Aparece por delante,
por los lados, por la espalda,
te descuidas un instante
y te levanta la falda.
más adivinanzas de la naturaleza...
Como una peonza da vueltas al sol, gira que gira, sin tener motor.
Desde el día en que nací, corro y corro sin cesar: corro de noche y de día hasta llegar a la mar.
Vuela en el aire, pace en la tierra, se posa en los árboles, anda en la mano, se deshace en el horno y se ahoga en el agua.
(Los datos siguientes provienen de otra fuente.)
/// Cadence, TTL and failure bookkeeping around an optional estimator.
pub struct NeuralPitchSupervisor {
    estimator: Option<Box<dyn PitchEstimator>>,
    interval: u64,
    ttl_frames: u64,
    latest: Option<(NeuralPitchResult, u64)>,
    consecutive_failures: u32,
}

impl std::fmt::Debug for NeuralPitchSupervisor {
    fn fmt(&self, f: &mut std::fmt::Formatter<'_>) -> std::fmt::Result {
        f.debug_struct("NeuralPitchSupervisor")
            .field("estimator", &self.estimator.as_ref().map(|e| e.name().to_string()))
            .field("latest", &self.latest)
            .field("consecutive_failures", &self.consecutive_failures)
            .finish()
    }
}

impl NeuralPitchSupervisor {
    /// Wraps an estimator; `None` yields a supervisor that never reports.
    pub fn new(estimator: Option<Box<dyn PitchEstimator>>) -> Self {
        match &estimator {
            Some(e) => info!(estimator = e.name(), "secondary pitch estimator available"),
            None => info!("secondary pitch estimator disabled, YIN only"),
        }
        Self {
            estimator,
            interval: NEURAL_SUPERVISOR_INTERVAL,
            ttl_frames: NEURAL_RESULT_TTL_FRAMES,
            latest: None,
            consecutive_failures: 0,
        }
    }

    /// A supervisor with no estimator.
    pub fn disabled() -> Self {
        Self::new(None)
    }

    /// A supervisor around the built-in harmonic-product-spectrum estimator.
    pub fn harmonic_product() -> Self {
        Self::new(Some(Box::new(HarmonicProductEstimator::new())))
    }

    /// Overrides cadence and TTL.
    pub fn with_timing(mut self, interval: u64, ttl_frames: u64) -> Self {
        self.interval = interval.max(1);
        self.ttl_frames = ttl_frames;
        self
    }

    /// True when an estimator is configured.
    pub fn is_available(&self) -> bool {
        self.estimator.is_some()
    }

    /// Status as of `frame_index`.
    pub fn status(&self, frame_index: u64) -> NeuralStatus {
        if self.estimator.is_none() {
            NeuralStatus::Unavailable
        } else if self.consecutive_failures >= NEURAL_FALLBACK_FAILURES {
            NeuralStatus::Fallback
        } else if self.current(frame_index).is_some() {
            NeuralStatus::Active
        } else {
            NeuralStatus::Available
        }
    }

    /// Runs the estimator once, catching and counting failures.
    pub fn estimate(&mut self, samples: &[f32], sample_rate: u32) -> Option<NeuralPitchResult> {
        let estimator = self.estimator.as_mut()?;
        match estimator.estimate(samples, sample_rate) {
            Ok(result) => {
                if self.consecutive_failures >= NEURAL_FALLBACK_FAILURES {
                    info!(estimator = estimator.name(), "secondary estimator recovered");
                }
                self.consecutive_failures = 0;
                result.filter(|r| r.frequency_hz.is_finite() && r.frequency_hz > 0.0)
            }
            Err(err) => {
                self.consecutive_failures = self.consecutive_failures.saturating_add(1);
                if self.consecutive_failures == NEURAL_FALLBACK_FAILURES {
                    warn!(
                        estimator = estimator.name(),
                        error = %err,
                        "secondary estimator failing, falling back to YIN only"
                    );
                } else {
                    debug!(estimator = estimator.name(), error = %err, "estimator call failed");
                }
                None
            }
        }
    }

    /// Per-frame entry point: runs the estimator on cadence frames and
    /// returns the freshest reading still within its TTL.
    pub fn poll(
        &mut self,
        samples: &[f32],
        sample_rate: u32,
        frame_index: u64,
    ) -> Option<NeuralReading> {
        self.estimator.as_ref()?;
        let mut fresh = false;
        if frame_index % self.interval == 0 {
            if let Some(result) = self.estimate(samples, sample_rate) {
                self.latest = Some((result, frame_index));
                fresh = true;
            }
        }
        self.current(frame_index)
            .map(|result| NeuralReading { result, fresh })
    }

    /// Drops any cached reading.
    pub fn reset(&mut self) {
        self.latest = None;
    }

    fn current(&self, frame_index: u64) -> Option<NeuralPitchResult> {
        self.latest
            .filter(|(_, at)| frame_index.saturating_sub(*at) <= self.ttl_frames)
            .map(|(result, _)| result)
    }
}
//! # Tuner Pipeline
//!
//! One buffer in, one [`TunerFrame`] out. The pipeline owns every piece of
//! per-session state (gates, filters, hold counters, stabilizers) and is meant
//! to be driven from a single thread, usually a
//! [`ListeningSession`](crate::session::ListeningSession).
//!
//! Per frame:
//!
//! 1. validate the buffer and measure its RMS
//! 2. onset / noise gate
//! 3. YIN, plus the secondary estimator on its cadence
//! 4. arbitration, median filter, note and string mapping
//! 5. status, in-tune hold, display smoothing
//! 6. simultaneous chord path (every Nth frame) and arpeggio path, merged by
//!    latest confirmation
//! 7. spoken-feedback throttling

use tracing::{debug, info};

use crate::arbitration::{semitone_gap, ArbitrationReason, Arbiter, SMALL_GAP_SEMITONES};
use crate::arpeggio::ArpeggioDetector;
use crate::chord::ChordResult;
use crate::chromagram::{AudioChordDetector, Chroma, SEMITONES};
use crate::config::{PipelineConstants, TunerConfig};
use crate::error::{Result, TunerError};
use crate::neural::{NeuralPitchSupervisor, NeuralStatus};
use crate::pitch::{rms, validate_buffer, PitchDetector};
use crate::smoothing::{
    ChordStabilizer, DisplaySmoother, GateDecision, InTuneTracker, LostSignalHold, MedianFilter,
    OnsetGate,
};
use crate::speech::{Announcement, AnnouncementPolicy};
use crate::tuning::{
    find_nearest_string_with_hysteresis, map_frequency, match_string, tuning_status, NoteInfo,
    StringMatch, TuningStatus, STRING_SWITCH_HYSTERESIS_CENTS,
};
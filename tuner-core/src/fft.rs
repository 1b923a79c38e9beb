//! # Fast Fourier Transform (FFT) Module
//!
//! Magnitude spectra for the chord path and the secondary pitch estimator.
//! Both consume the same power-of-two capture buffer the YIN detector sees.
//!
//! ## Features
//! - RustFFT plans cached per buffer length
//! - DC offset removal and Hann windowing
//! - Bin/frequency conversion helpers

use rustfft::{num_complex::Complex, Fft, FftPlanner};
use std::sync::Arc;

use crate::error::Result;
use crate::pitch::validate_buffer;

/// Removes the DC offset from a signal by making its average value zero.
fn remove_dc_offset(signal: &mut [f32]) {
    let len = signal.len();
    if len == 0 {
        return;
    }
    let avg = signal.iter().sum::<f32>() / len as f32;
    if avg.abs() > 1e-6 {
        for sample in signal.iter_mut() {
            *sample -= avg;
        }
    }
}

/// Applies a Hann window in place to reduce spectral leakage.
fn apply_hann_window(buffer: &mut [f32]) {
    let n = buffer.len();
    if n < 2 {
        return;
    }
    let n_minus_1 = (n - 1) as f32;
    for (i, sample) in buffer.iter_mut().enumerate() {
        let multiplier = 0.5 * (1.0 - (2.0 * std::f32::consts::PI * i as f32 / n_minus_1).cos());
        *sample *= multiplier;
    }
}

/// Forward FFT front end producing magnitude spectra.
///
/// The plan and scratch buffers are kept between calls, so a single analyzer
/// should be reused for every frame of a session.
pub struct SpectrumAnalyzer {
    planner: FftPlanner<f32>,
    plan: Option<(usize, Arc<dyn Fft<f32>>)>,
    windowed: Vec<f32>,
    buffer: Vec<Complex<f32>>,
}

impl std::fmt::Debug for SpectrumAnalyzer {
    fn fmt(&self, f: &mut std::fmt::Formatter<'_>) -> std::fmt::Result {
        f.debug_struct("SpectrumAnalyzer")
            .field("planned_len", &self.plan.as_ref().map(|(len, _)| *len))
            .finish()
    }
}

impl Default for SpectrumAnalyzer {
    fn default() -> Self {
        Self::new()
    }
}

impl SpectrumAnalyzer {
    /// Creates an analyzer with no plan yet.
    pub fn new() -> Self {
        Self {
            planner: FftPlanner::new(),
            plan: None,
            windowed: Vec::new(),
            buffer: Vec::new(),
        }
    }

    /// Computes the magnitude spectrum of a buffer.
    ///
    /// The signal is DC-corrected and Hann-windowed first. Only bins up to
    /// the Nyquist frequency are returned (`len / 2` values).
    ///
    /// # Errors
    /// * `TunerError::InvalidBuffer` - empty or non power-of-two input
    pub fn magnitudes(&mut self, signal: &[f32]) -> Result<Vec<f32>> {
        self.magnitudes_padded(signal, 1)
    }

    /// Like [`magnitudes`](Self::magnitudes), but zero-pads the windowed
    /// signal to `signal.len() * pad_factor` samples for finer bin spacing.
    /// `pad_factor` is rounded up to a power of two.
    pub fn magnitudes_padded(&mut self, signal: &[f32], pad_factor: usize) -> Result<Vec<f32>> {
        validate_buffer(signal)?;
        let len = signal.len() * pad_factor.max(1).next_power_of_two();
        let fft = match &self.plan {
            Some((planned, fft)) if *planned == len => Arc::clone(fft),
            _ => {
                let fft = self.planner.plan_fft_forward(len);
                self.plan = Some((len, Arc::clone(&fft)));
                fft
            }
        };

        self.windowed.clear();
        self.windowed.extend_from_slice(signal);
        remove_dc_offset(&mut self.windowed);
        apply_hann_window(&mut self.windowed);

        self.buffer.clear();
        self.buffer
            .extend(self.windowed.iter().map(|&sample| Complex { re: sample, im: 0.0 }));
        self.buffer.resize(len, Complex { re: 0.0, im: 0.0 });
        fft.process(&mut self.buffer);

        Ok(spectrum_to_magnitudes(&self.buffer))
    }
}

/// Magnitudes of the first half of a complex spectrum.
pub fn spectrum_to_magnitudes(spectrum: &[Complex<f32>]) -> Vec<f32> {
    spectrum
        .iter()
        .take(spectrum.len() / 2)
        .map(|c| c.norm())
        .collect()
}

/// Centre frequency of an FFT bin.
pub fn bin_frequency(bin: usize, fft_len: usize, sample_rate: u32) -> f32 {
    bin as f32 * sample_rate as f32 / fft_len as f32
}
Tengo lecho y no me acuesto tengo curso sin ser maestro.
Un convento bien cerrado, sin campanas y sin torres y muchas monjitas dentro, preparan dulces de flores.
En mí se mueren los ríos, y por mí los barcos van, muy breve es el nombre mío, tres letras tiene no más.
Lleva años en el mar y aún no sabe nadar.
Viene del cielo, del cielo viene, a unos disgusta y a otros mantiene.
Nazco en lugares abruptos sin haber tenido padre y conforme voy muriendo va naciendo mi madre.
Nicanor tenía un barco y con él surcaba el río; ¿era este un barco pequeño o este era un gran navío? Lee despacio, Encarnación, y hallarás la solución.